__MATERIAL PROVIDED__.
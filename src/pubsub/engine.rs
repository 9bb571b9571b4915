use std::sync::Arc;

use parking_lot::RwLock;
use pubsub_error::{ensure, PubSubError, PubSubResult, ResultExt};
use tracing::{debug, trace};

use super::{
    callback::CallbackSlot,
    dispatcher::{Dispatcher, PublishReport},
    queue::QueueStore,
    registry::{Delivery, DeliveryMode, Subscription, SubscriptionRegistry},
    stats::{EngineStats, StatsSnapshot},
    wildcard, CallbackHandle, Message, MessageHandler,
};
use crate::config::EngineConfig;

/// Внутрипроцессный pub/sub движок.
///
/// Владеет реестром подписок, pull-очередями и счётчиками. Все операции
/// синхронные и выполняются на потоке вызывающего. Экземпляров может быть
/// сколько угодно; при `Drop` всё состояние освобождается.
///
/// Порядок блокировок: реестр → хранилище очередей. Публикация не держит
/// лок реестра во время доставки.
#[derive(Debug, Default)]
pub struct PubSubEngine {
    config: EngineConfig,
    registry: RwLock<SubscriptionRegistry>,
    queues: QueueStore,
    stats: EngineStats,
}

impl PubSubEngine {
    pub fn new(config: EngineConfig) -> Self {
        Self {
            config,
            registry: RwLock::new(SubscriptionRegistry::new()),
            queues: QueueStore::new(),
            stats: EngineStats::default(),
        }
    }

    pub fn config(&self) -> &EngineConfig {
        &self.config
    }

    /// Подписывает `subscriber` на `topic`.
    ///
    /// С обработчиком: callback-режим. Без него: pull-режим, пустая очередь
    /// создаётся, если её ещё нет. Повторная подписка на ту же тему
    /// заменяет прежнюю (последняя побеждает). После возврата прежний
    /// обработчик больше не вызывается.
    pub fn subscribe(
        &self,
        subscriber: &str,
        topic: &str,
        callback: Option<CallbackHandle>,
    ) -> PubSubResult<()> {
        validate_subscriber(subscriber).context("subscribe")?;
        validate_topic(topic).context("subscribe")?;

        let delivery = match callback {
            Some(handle) => Delivery::Callback(Arc::new(CallbackSlot::new(handle))),
            None => Delivery::Queue,
        };
        let mode = delivery.mode();

        let (previous, discarded) = {
            let mut registry = self.registry.write();

            let limit = self.config.max_subscriptions;
            ensure!(
                limit == 0 || registry.contains(subscriber, topic) || registry.len() < limit,
                PubSubError::SubscriptionLimit { limit }
            );

            let inserted = registry.insert(subscriber, topic, delivery);
            let discarded = match mode {
                DeliveryMode::Queue => {
                    self.queues.ensure(&inserted.subscriber, &inserted.topic);
                    0
                }
                // очередь принадлежала заменённой pull-подписке
                DeliveryMode::Callback => self.queues.remove(subscriber, topic),
            };
            (inserted.previous, discarded)
        };

        let replaced = previous.is_some();
        if let Some(slot) = previous.and_then(Delivery::into_slot) {
            slot.retire();
        }
        self.stats.record_discarded(discarded);

        debug!(subscriber, topic, ?mode, replaced, discarded, "subscribed");
        Ok(())
    }

    /// Подписка в callback-режиме с обработчиком-замыканием.
    pub fn subscribe_fn<H>(
        &self,
        subscriber: &str,
        topic: &str,
        handler: H,
    ) -> PubSubResult<()>
    where
        H: MessageHandler + 'static,
    {
        self.subscribe(subscriber, topic, Some(CallbackHandle::new(handler)))
    }

    /// Снимает подписку пары, либо (при `None` или `""`) все подписки и
    /// очереди подписчика. Отсутствие подписки не ошибка.
    ///
    /// Вне обработчика ждёт завершения уже идущих вызовов снятых
    /// обработчиков, так что после возврата их контекст можно освобождать.
    /// Изнутри любого обработчика не ждёт: снятый обработчик может ещё
    /// выполняться на другом потоке.
    pub fn unsubscribe(
        &self,
        subscriber: &str,
        topic: Option<&str>,
    ) -> PubSubResult<()> {
        validate_subscriber(subscriber).context("unsubscribe")?;

        let (removed, discarded) = {
            let mut registry = self.registry.write();
            match wildcard(topic) {
                None => (
                    registry.remove_subscriber(subscriber),
                    self.queues.remove_subscriber(subscriber),
                ),
                Some(topic) => (
                    registry.remove(subscriber, topic).into_iter().collect(),
                    self.queues.remove(subscriber, topic),
                ),
            }
        };

        let count = removed.len();
        for slot in removed.into_iter().filter_map(Delivery::into_slot) {
            slot.retire();
        }
        self.stats.record_discarded(discarded);

        debug!(subscriber, topic = wildcard(topic).unwrap_or("*"), removed = count, discarded, "unsubscribed");
        Ok(())
    }

    /// Публикует сообщение всем текущим подписчикам темы.
    ///
    /// Возвращается только после того, как отработали все обработчики.
    /// Публикация без подписчиков успешна и ничего не делает.
    pub fn publish(
        &self,
        topic: &str,
        content: &str,
    ) -> PubSubResult<PublishReport> {
        validate_topic(topic).context("publish")?;
        let max = self.config.max_message_size;
        ensure!(
            max == 0 || content.len() <= max,
            PubSubError::MessageTooLarge {
                size: content.len(),
                limit: max,
            }
        );

        let report = Dispatcher::new(&self.registry, &self.queues, self.config.max_queue_depth)
            .dispatch(topic, content);

        self.stats.record_publish();
        self.stats.record_report(&report);
        trace!(topic, recipients = report.recipients(), "published");
        Ok(report)
    }

    /// Есть ли сообщения в очереди пары, либо (при `None` или `""`) в любой
    /// очереди подписчика.
    pub fn has_messages(
        &self,
        subscriber: &str,
        topic: Option<&str>,
    ) -> bool {
        !subscriber.is_empty() && self.queues.has_messages(subscriber, wildcard(topic))
    }

    /// Извлекает самое старое сообщение. Под wildcard выбирается сообщение,
    /// поставленное в очередь раньше всех по всем темам подписчика.
    pub fn get_next_message(
        &self,
        subscriber: &str,
        topic: Option<&str>,
    ) -> Option<Message> {
        if subscriber.is_empty() {
            return None;
        }
        let msg = self.queues.pop(subscriber, wildcard(topic))?;
        self.stats.record_retrieved(1);
        Some(msg)
    }

    pub fn pending(
        &self,
        subscriber: &str,
        topic: Option<&str>,
    ) -> usize {
        self.queues.pending(subscriber, wildcard(topic))
    }

    /// Забирает все ожидающие сообщения в порядке `get_next_message`.
    pub fn drain(
        &self,
        subscriber: &str,
        topic: Option<&str>,
    ) -> Vec<Message> {
        let out = self.queues.drain(subscriber, wildcard(topic));
        self.stats.record_retrieved(out.len());
        out
    }

    pub fn subscribers_of(
        &self,
        topic: &str,
    ) -> Vec<Subscription> {
        self.registry.read().subscribers_of(topic)
    }

    pub fn topics_of(
        &self,
        subscriber: &str,
    ) -> Vec<Arc<str>> {
        self.registry.read().topics_of(subscriber)
    }

    pub fn subscriber_count(
        &self,
        topic: &str,
    ) -> usize {
        self.registry.read().subscriber_count(topic)
    }

    pub fn active_topics(&self) -> Vec<Arc<str>> {
        self.registry.read().active_topics()
    }

    pub fn is_subscribed(
        &self,
        subscriber: &str,
        topic: &str,
    ) -> bool {
        self.registry.read().contains(subscriber, topic)
    }

    /// Режим доставки пары, если подписка существует.
    pub fn mode_of(
        &self,
        subscriber: &str,
        topic: &str,
    ) -> Option<DeliveryMode> {
        self.registry.read().mode_of(subscriber, topic)
    }

    /// Общее число подписок (пар подписчик/тема).
    pub fn subscription_count(&self) -> usize {
        self.registry.read().len()
    }

    pub fn stats(&self) -> StatsSnapshot {
        self.stats.snapshot()
    }
}

fn validate_subscriber(subscriber: &str) -> PubSubResult<()> {
    ensure!(!subscriber.is_empty(), PubSubError::EmptySubscriber);
    Ok(())
}

fn validate_topic(topic: &str) -> PubSubResult<()> {
    ensure!(!topic.is_empty(), PubSubError::EmptyTopic);
    Ok(())
}
//! Общие заготовки для бенчмарков `pubsub-core`.

use pubsub_core::PubSubEngine;
use pubsub_error::PubSubResult;

/// Движок с `callbacks` callback-подписчиками и `queues` pull-подписчиками
/// на одной теме.
pub fn engine_with_subscribers(
    topic: &str,
    callbacks: usize,
    queues: usize,
) -> PubSubResult<PubSubEngine> {
    let engine = PubSubEngine::default();
    for i in 0..callbacks {
        engine.subscribe_fn(&format!("cb-{i}"), topic, |_: &str, _: &str| {})?;
    }
    for i in 0..queues {
        engine.subscribe(&format!("q-{i}"), topic, None)?;
    }
    Ok(engine)
}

__TASK TO COMPLETE__. Beginning at the first line of the data above, retype each line until you reach the line containing "let (previous, discarded)", and include that one too. Add nothing else.

__ANSWER SECTION__.
filename src/pubsub/engine.rs
repository 9bb571b9571b4915
use std::sync::Arc;

use parking_lot::RwLock;
use pubsub_error::{ensure, PubSubError, PubSubResult, ResultExt};
use tracing::{debug, trace};

use super::{
    callback::CallbackSlot,
    dispatcher::{Dispatcher, PublishReport},
    queue::QueueStore,
    registry::{Delivery, DeliveryMode, Subscription, SubscriptionRegistry},
    stats::{EngineStats, StatsSnapshot},
    wildcard, CallbackHandle, Message, MessageHandler,
};
use crate::config::EngineConfig;

/// Внутрипроцессный pub/sub движок.
///
/// Владеет реестром подписок, pull-очередями и счётчиками. Все операции
/// синхронные и выполняются на потоке вызывающего. Экземпляров может быть
/// сколько угодно; при `Drop` всё состояние освобождается.
///
/// Порядок блокировок: реестр → хранилище очередей. Публикация не держит
/// лок реестра во время доставки.
#[derive(Debug, Default)]
pub struct PubSubEngine {
    config: EngineConfig,
    registry: RwLock<SubscriptionRegistry>,
    queues: QueueStore,
    stats: EngineStats,
}

impl PubSubEngine {
    pub fn new(config: EngineConfig) -> Self {
        Self {
            config,
            registry: RwLock::new(SubscriptionRegistry::new()),
            queues: QueueStore::new(),
            stats: EngineStats::default(),
        }
    }

    pub fn config(&self) -> &EngineConfig {
        &self.config
    }

    /// Подписывает `subscriber` на `topic`.
    ///
    /// С обработчиком: callback-режим. Без него: pull-режим, пустая очередь
    /// создаётся, если её ещё нет. Повторная подписка на ту же тему
    /// заменяет прежнюю (последняя побеждает). После возврата прежний
    /// обработчик больше не вызывается.
    pub fn subscribe(
        &self,
        subscriber: &str,
        topic: &str,
        callback: Option<CallbackHandle>,
    ) -> PubSubResult<()> {
        validate_subscriber(subscriber).context("subscribe")?;
        validate_topic(topic).context("subscribe")?;

        let delivery = match callback {
            Some(handle) => Delivery::Callback(Arc::new(CallbackSlot::new(handle))),
            None => Delivery::Queue,
        };
        let mode = delivery.mode();

        let (previous, discarded) = {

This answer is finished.